### Task requirements
Your answer must hold only the lines below from the line containing "PRIMARY KEY (collection, id)" through the line containing "use clap::Parser;", each reproduced exactly.
======== Data to examine ========
pub mod openai_compatible;

pub use openai_compatible::OpenAICompatible;
//! Inbound body decoding, independent of any contract.

mod multipart;

use serde_json::{Map, Value};
use thiserror::Error;

#[derive(Debug, Clone, PartialEq, Eq, Error)]
pub enum CodecError {
    #[error("Invalid Content-Type: {0}")]
    UnsupportedContentType(String),
    #[error("invalid json body: {0}")]
    InvalidJson(String),
    #[error("json body must be an object, got {0}")]
    NotAnObject(&'static str),
    #[error("invalid multipart body: {0}")]
    InvalidMultipart(String),
}

#[derive(Debug, Clone, Copy, PartialEq, Eq)]
pub enum PayloadKind {
    Json,
    Multipart,
    UrlEncoded,
}

impl PayloadKind {
    /// Matches the media type, ignoring parameters such as `charset`.
    pub fn from_content_type(content_type: &str) -> Result<Self, CodecError> {
        let essence = content_type
            .split(';')
            .next()
            .unwrap_or_default()
            .trim()
            .to_ascii_lowercase();
        match essence.as_str() {
            "application/json" => Ok(PayloadKind::Json),
            "multipart/form-data" => Ok(PayloadKind::Multipart),
            "application/x-www-form-urlencoded" => Ok(PayloadKind::UrlEncoded),
            _ => Err(CodecError::UnsupportedContentType(content_type.to_string())),
        }
    }
}

/// Decodes a request body into a flat key/value map.
///
/// JSON keeps native types; form bodies yield strings, last value wins for
/// repeated keys.
pub fn decode(content_type: &str, body: &[u8]) -> Result<Map<String, Value>, CodecError> {
    match PayloadKind::from_content_type(content_type)? {
        PayloadKind::Json => {
            let value = serde_json::from_slice::<Value>(body)
                .map_err(|err| CodecError::InvalidJson(err.to_string()))?;
            match value {
                Value::Object(map) => Ok(map),
                other => Err(CodecError::NotAnObject(crate::schema::json_type_name(&other))),
            }
        }
        PayloadKind::Multipart | PayloadKind::UrlEncoded => Ok(decode_form_pairs(
            content_type,
            body,
        )?
        .into_iter()
        .map(|(key, value)| (key, Value::String(value)))
        .collect()),
    }
}

/// Decodes a form body keeping every value of repeated keys, in body order.
pub fn decode_form_pairs(
    content_type: &str,
    body: &[u8],
) -> Result<Vec<(String, String)>, CodecError> {
    match PayloadKind::from_content_type(content_type)? {
        PayloadKind::UrlEncoded => Ok(url::form_urlencoded::parse(body)
            .map(|(key, value)| (key.into_owned(), value.into_owned()))
            .collect()),
        PayloadKind::Multipart => Ok(multipart::parse(content_type, body)?
            .into_iter()
            .map(|part| {
                (
                    part.name,
                    String::from_utf8_lossy(part.data).into_owned(),
                )
            })
            .collect()),
        PayloadKind::Json => Err(CodecError::UnsupportedContentType(
            content_type.to_string(),
        )),
    }
}
use std::path::{Path, PathBuf};
use std::time::Duration;

use async_trait::async_trait;
use rusqlite::OptionalExtension;
use serde_json::Value;

use super::{DocumentStore, StoreError};

/// All collections share one `documents` table; every call opens its own
/// connection on the blocking pool.
#[derive(Clone, Debug)]
pub struct SqliteStore {
    path: PathBuf,
}

impl SqliteStore {
    pub fn new(path: impl Into<PathBuf>) -> Self {
        Self { path: path.into() }
    }

    pub fn path(&self) -> &Path {
        &self.path
    }

    pub async fn init(&self) -> Result<(), StoreError> {
        let path = self.path.clone();
        tokio::task::spawn_blocking(move || -> Result<(), StoreError> {
            let conn = open_connection(path)?;
            init_schema(&conn)?;
            Ok(())
        })
        .await?
    }
}

#[async_trait]
impl DocumentStore for SqliteStore {
    async fn get(
        &self,
        collection: &str,
        id: &str,
        partition_key: &str,
    ) -> Result<Option<Value>, StoreError> {
        let path = self.path.clone();
        let (collection, id, partition_key) =
            (collection.to_string(), id.to_string(), partition_key.to_string());

        tokio::task::spawn_blocking(move || -> Result<Option<Value>, StoreError> {
            let conn = open_connection(path)?;
            init_schema(&conn)?;
            let raw = conn
                .query_row(
                    "SELECT value_json FROM documents
                     WHERE collection=?1 AND id=?2 AND partition_key=?3",
                    rusqlite::params![collection, id, partition_key],
                    |row| row.get::<_, String>(0),
                )
                .optional()?;
            match raw {
                Some(raw) => Ok(Some(serde_json::from_str(&raw)?)),
                None => Ok(None),
            }
        })
        .await?
    }

    async fn find(
        &self,
        collection: &str,
        partition_key: Option<&str>,
    ) -> Result<Vec<Value>, StoreError> {
        let path = self.path.clone();
        let collection = collection.to_string();
        let partition_key = partition_key.map(str::to_string);

        tokio::task::spawn_blocking(move || -> Result<Vec<Value>, StoreError> {
            let conn = open_connection(path)?;
            init_schema(&conn)?;
            let mut stmt = conn.prepare(
                "SELECT value_json FROM documents
                 WHERE collection=?1 AND (?2 IS NULL OR partition_key=?2)
                 ORDER BY id",
            )?;
            let rows = stmt.query_map(rusqlite::params![collection, partition_key], |row| {
                row.get::<_, String>(0)
            })?;

            let mut out = Vec::new();
            for row in rows {
                let raw = row?;
                out.push(serde_json::from_str(&raw)?);
            }
            Ok(out)
        })
        .await?
    }

    async fn save(
        &self,
        collection: &str,
        id: &str,
        partition_key: &str,
        value: Value,
    ) -> Result<(), StoreError> {
        let path = self.path.clone();
        let (collection, id, partition_key) =
            (collection.to_string(), id.to_string(), partition_key.to_string());
        let value_json = serde_json::to_string(&value)?;

        tokio::task::spawn_blocking(move || -> Result<(), StoreError> {
            let conn = open_connection(path)?;
            init_schema(&conn)?;
            conn.execute(
                "INSERT INTO documents (collection, id, partition_key, value_json)
                 VALUES (?1, ?2, ?3, ?4)
                 ON CONFLICT(collection, id) DO UPDATE SET
                    partition_key=excluded.partition_key,
                    value_json=excluded.value_json",
                rusqlite::params![collection, id, partition_key, value_json],
            )?;
            Ok(())
        })
        .await?
    }

    async fn delete(
        &self,
        collection: &str,
        id: &str,
        partition_key: &str,
    ) -> Result<bool, StoreError> {
        let path = self.path.clone();
        let (collection, id, partition_key) =
            (collection.to_string(), id.to_string(), partition_key.to_string());

        tokio::task::spawn_blocking(move || -> Result<bool, StoreError> {
            let conn = open_connection(path)?;
            init_schema(&conn)?;
            let removed = conn.execute(
                "DELETE FROM documents WHERE collection=?1 AND id=?2 AND partition_key=?3",
                rusqlite::params![collection, id, partition_key],
            )?;
            Ok(removed > 0)
        })
        .await?
    }
}

fn init_schema(conn: &rusqlite::Connection) -> Result<(), rusqlite::Error> {
    conn.execute_batch(
        "CREATE TABLE IF NOT EXISTS documents (
            collection TEXT NOT NULL,
            id TEXT NOT NULL,
            partition_key TEXT NOT NULL,
            value_json TEXT NOT NULL,
            PRIMARY KEY (collection, id)
        );
        CREATE INDEX IF NOT EXISTS idx_documents_partition
            ON documents(collection, partition_key);",
    )?;
    Ok(())
}

fn open_connection(path: PathBuf) -> Result<rusqlite::Connection, rusqlite::Error> {
    let conn = rusqlite::Connection::open(path)?;
    let _ = conn.busy_timeout(Duration::from_secs(5));
    let _ = conn.execute_batch("PRAGMA journal_mode = WAL; PRAGMA synchronous = NORMAL;");
    Ok(conn)
}
use std::path::PathBuf;
use std::sync::Arc;

use clap::Parser;

use llm_contract::config::{EngineConfig, StoreConfig};
use llm_contract::engine::Engine;
use llm_contract::http::{AppState, router};
use llm_contract::profile::Env;
use llm_contract::providers::OpenAICompatible;
use llm_contract::store::{StateFile, Store};

#[derive(Parser, Debug)]
#[command(
    name = "llm-contract-server",
    about = "Serve typed LLM endpoints with metered credits"
)]
struct Args {
    /// Engine config (TOML). Defaults apply when omitted.
    #[arg(long)]
    config: Option<PathBuf>,

    /// Listen address, overrides the config.
    #[arg(long)]
    listen: Option<String>,

    /// `.env` file consulted before the process environment.
    #[arg(long)]
    dotenv: Option<PathBuf>,

    /// JSON state file with users and projects to seed the store with.
    #[arg(long)]
    state: Option<PathBuf>,

    #[arg(long)]
    json_logs: bool,
}

async fn open_store(config: &StoreConfig) -> Result<Store, Box<dyn std::error::Error>> {
    match config {
        StoreConfig::Memory => Ok(Store::memory()),
        #[cfg(feature = "store-sqlite")]
        StoreConfig::Sqlite { path } => {
            let sqlite = llm_contract::store::SqliteStore::new(path);
            sqlite.init().await?;
            Ok(Store::new(Arc::new(sqlite)))
        }
        #[cfg(not(feature = "store-sqlite"))]
        StoreConfig::Sqlite { .. } => {
            Err("sqlite store requires the `store-sqlite` feature".into())
        }
    }
}

async fn shutdown_signal() {
    if let Err(err) = tokio::signal::ctrl_c().await {
        tracing::warn!(error = %err, "failed to listen for ctrl-c");
        std::future::pending::<()>().await;
    }
    tracing::info!("shutting down");
}

#[tokio::main]
async fn main() -> Result<(), Box<dyn std::error::Error>> {
    let args = Args::parse();
    llm_contract::telemetry::init_tracing(args.json_logs)?;

    let mut config = match args.config.as_deref() {
        Some(path) => EngineConfig::load(path).await?,
        None => EngineConfig::default(),
    };
    if let Some(listen) = args.listen {
        config.listen = listen;
    }

    let env = match args.dotenv.as_deref() {
        Some(path) => Env::load(path).await?,
        None => Env::default(),
    };

    let store = open_store(&config.store).await?;
    if let Some(path) = args.state.as_deref() {
        let state = StateFile::load(path)?;
        state.seed(&store).await?;
        tracing::info!(
            users = state.users.len(),
            projects = state.projects.len(),
            "seeded store"
        );
    }

    let model = OpenAICompatible::from_config(&config.provider, &env)?;
    let engine = Engine::from_config(&config, store, Arc::new(model))?;
    let app = router(AppState::new(engine));

    let listener = tokio::net::TcpListener::bind(&config.listen).await?;
    tracing::info!(listen = %config.listen, "llm-contract-server listening");
    axum::serve(listener, app)
        .with_graceful_shutdown(shutdown_signal())
        .await?;
    Ok(())
}
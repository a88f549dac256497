//! Engine configuration loaded from TOML.

use std::collections::BTreeMap;
use std::path::{Path, PathBuf};

use serde::{Deserialize, Serialize};
use thiserror::Error;

use crate::metering::{CostRateError, CostRateTable};
use crate::profile::ProviderConfig;

pub const DEFAULT_LISTEN: &str = "127.0.0.1:8080";
pub const DEFAULT_CREDITS: u64 = 1000;
pub const DEFAULT_MODEL: &str = "gpt-35-turbo";

#[derive(Debug, Error)]
pub enum ConfigError {
    #[error("failed to read {path}: {source}")]
    Io {
        path: PathBuf,
        #[source]
        source: std::io::Error,
    },
    #[error("invalid config toml: {0}")]
    Toml(#[from] toml::de::Error),
    #[error("missing api key env (tried: {0})")]
    MissingApiKey(String),
    #[error("invalid provider auth: {0}")]
    InvalidAuth(String),
    #[error(transparent)]
    CostRate(#[from] CostRateError),
}

#[derive(Debug, Clone, PartialEq, Eq, Serialize, Deserialize, Default)]
#[serde(tag = "type", rename_all = "snake_case")]
pub enum StoreConfig {
    #[default]
    Memory,
    Sqlite { path: PathBuf },
}

#[derive(Debug, Clone, PartialEq, Serialize, Deserialize)]
#[serde(default)]
pub struct EngineConfig {
    pub listen: String,
    pub provider: ProviderConfig,
    /// Characters per credit, merged over the built-in table.
    pub cost_rates: BTreeMap<String, u64>,
    pub default_credits: u64,
    pub default_model: String,
    pub store: StoreConfig,
}

impl Default for EngineConfig {
    fn default() -> Self {
        Self {
            listen: DEFAULT_LISTEN.to_string(),
            provider: ProviderConfig::default(),
            cost_rates: BTreeMap::new(),
            default_credits: DEFAULT_CREDITS,
            default_model: DEFAULT_MODEL.to_string(),
            store: StoreConfig::Memory,
        }
    }
}

impl EngineConfig {
    pub fn from_toml_str(raw: &str) -> Result<Self, ConfigError> {
        Ok(toml::from_str(raw)?)
    }

    pub async fn load(path: &Path) -> Result<Self, ConfigError> {
        let raw = tokio::fs::read_to_string(path)
            .await
            .map_err(|source| ConfigError::Io {
                path: path.to_path_buf(),
                source,
            })?;
        Self::from_toml_str(&raw)
    }

    pub fn cost_rate_table(&self) -> Result<CostRateTable, ConfigError> {
        Ok(CostRateTable::with_overrides(&self.cost_rates)?)
    }
}
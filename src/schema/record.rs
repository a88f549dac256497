use serde::ser::{Serialize, SerializeMap, Serializer};
use serde_json::{Map, Value};

use super::FieldType;

/// A validated field value.
#[derive(Debug, Clone, PartialEq)]
pub enum FieldValue {
    Text(String),
    Number(f64),
    Integer(i64),
    Boolean(bool),
    List(Vec<Value>),
}

impl FieldValue {
    pub fn field_type(&self) -> FieldType {
        match self {
            FieldValue::Text(_) => FieldType::Text,
            FieldValue::Number(_) => FieldType::Number,
            FieldValue::Integer(_) => FieldType::Integer,
            FieldValue::Boolean(_) => FieldType::Boolean,
            FieldValue::List(_) => FieldType::List,
        }
    }

    pub fn as_str(&self) -> Option<&str> {
        match self {
            FieldValue::Text(text) => Some(text),
            _ => None,
        }
    }

    pub fn as_bool(&self) -> Option<bool> {
        match self {
            FieldValue::Boolean(value) => Some(*value),
            _ => None,
        }
    }

    pub fn to_json(&self) -> Value {
        match self {
            FieldValue::Text(text) => Value::String(text.clone()),
            FieldValue::Number(number) => serde_json::Number::from_f64(*number)
                .map(Value::Number)
                .unwrap_or(Value::Null),
            FieldValue::Integer(number) => Value::Number((*number).into()),
            FieldValue::Boolean(value) => Value::Bool(*value),
            FieldValue::List(items) => Value::Array(items.clone()),
        }
    }
}

impl Serialize for FieldValue {
    fn serialize<S: Serializer>(&self, serializer: S) -> Result<S::Ok, S::Error> {
        match self {
            FieldValue::Text(text) => serializer.serialize_str(text),
            FieldValue::Number(number) => serializer.serialize_f64(*number),
            FieldValue::Integer(number) => serializer.serialize_i64(*number),
            FieldValue::Boolean(value) => serializer.serialize_bool(*value),
            FieldValue::List(items) => items.serialize(serializer),
        }
    }
}

/// Output of [`super::Contract::validate`]: field values in contract order.
///
/// Serializes as a JSON object whose key order follows the contract, which
/// keeps the canonical encoding (and therefore metering) reproducible.
#[derive(Debug, Clone, Default, PartialEq)]
pub struct Record {
    fields: Vec<(String, FieldValue)>,
}

impl Record {
    pub(crate) fn with_capacity(capacity: usize) -> Self {
        Self {
            fields: Vec::with_capacity(capacity),
        }
    }

    pub(crate) fn push(&mut self, name: impl Into<String>, value: FieldValue) {
        self.fields.push((name.into(), value));
    }

    pub fn get(&self, name: &str) -> Option<&FieldValue> {
        self.fields
            .iter()
            .find(|(field, _)| field == name)
            .map(|(_, value)| value)
    }

    pub fn iter(&self) -> impl Iterator<Item = (&str, &FieldValue)> {
        self.fields.iter().map(|(name, value)| (name.as_str(), value))
    }

    pub fn len(&self) -> usize {
        self.fields.len()
    }

    pub fn is_empty(&self) -> bool {
        self.fields.is_empty()
    }

    /// Compact JSON encoding in contract field order.
    pub fn to_canonical_json(&self) -> String {
        serde_json::to_string(self).unwrap_or_else(|_| "{}".to_string())
    }

    pub fn to_json_map(&self) -> Map<String, Value> {
        self.fields
            .iter()
            .map(|(name, value)| (name.clone(), value.to_json()))
            .collect()
    }
}

impl Serialize for Record {
    fn serialize<S: Serializer>(&self, serializer: S) -> Result<S::Ok, S::Error> {
        let mut map = serializer.serialize_map(Some(self.fields.len()))?;
        for (name, value) in &self.fields {
            map.serialize_entry(name, value)?;
        }
        map.end()
    }
}

#[cfg(test)]
mod tests {
    use super::*;
    use serde_json::json;

    #[test]
    fn canonical_json_keeps_field_order() {
        let mut record = Record::default();
        record.push("zeta", FieldValue::Text("last".to_string()));
        record.push("alpha", FieldValue::Integer(1));
        record.push("mid", FieldValue::List(vec![json!("a")]));
        assert_eq!(
            record.to_canonical_json(),
            r#"{"zeta":"last","alpha":1,"mid":["a"]}"#
        );
    }

    #[test]
    fn numbers_serialize_as_floats() {
        let mut record = Record::default();
        record.push("score", FieldValue::Number(3.0));
        assert_eq!(record.to_canonical_json(), r#"{"score":3.0}"#);
        assert_eq!(record.to_json_map().get("score"), Some(&json!(3.0)));
    }
}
========
### Solution to this exercise
            PRIMARY KEY (collection, id)
        );
        CREATE INDEX IF NOT EXISTS idx_documents_partition
            ON documents(collection, partition_key);",
    )?;
    Ok(())
}

fn open_connection(path: PathBuf) -> Result<rusqlite::Connection, rusqlite::Error> {
    let conn = rusqlite::Connection::open(path)?;
    let _ = conn.busy_timeout(Duration::from_secs(5));
    let _ = conn.execute_batch("PRAGMA journal_mode = WAL; PRAGMA synchronous = NORMAL;");
    Ok(conn)
}
use std::path::PathBuf;
use std::sync::Arc;

use clap::Parser;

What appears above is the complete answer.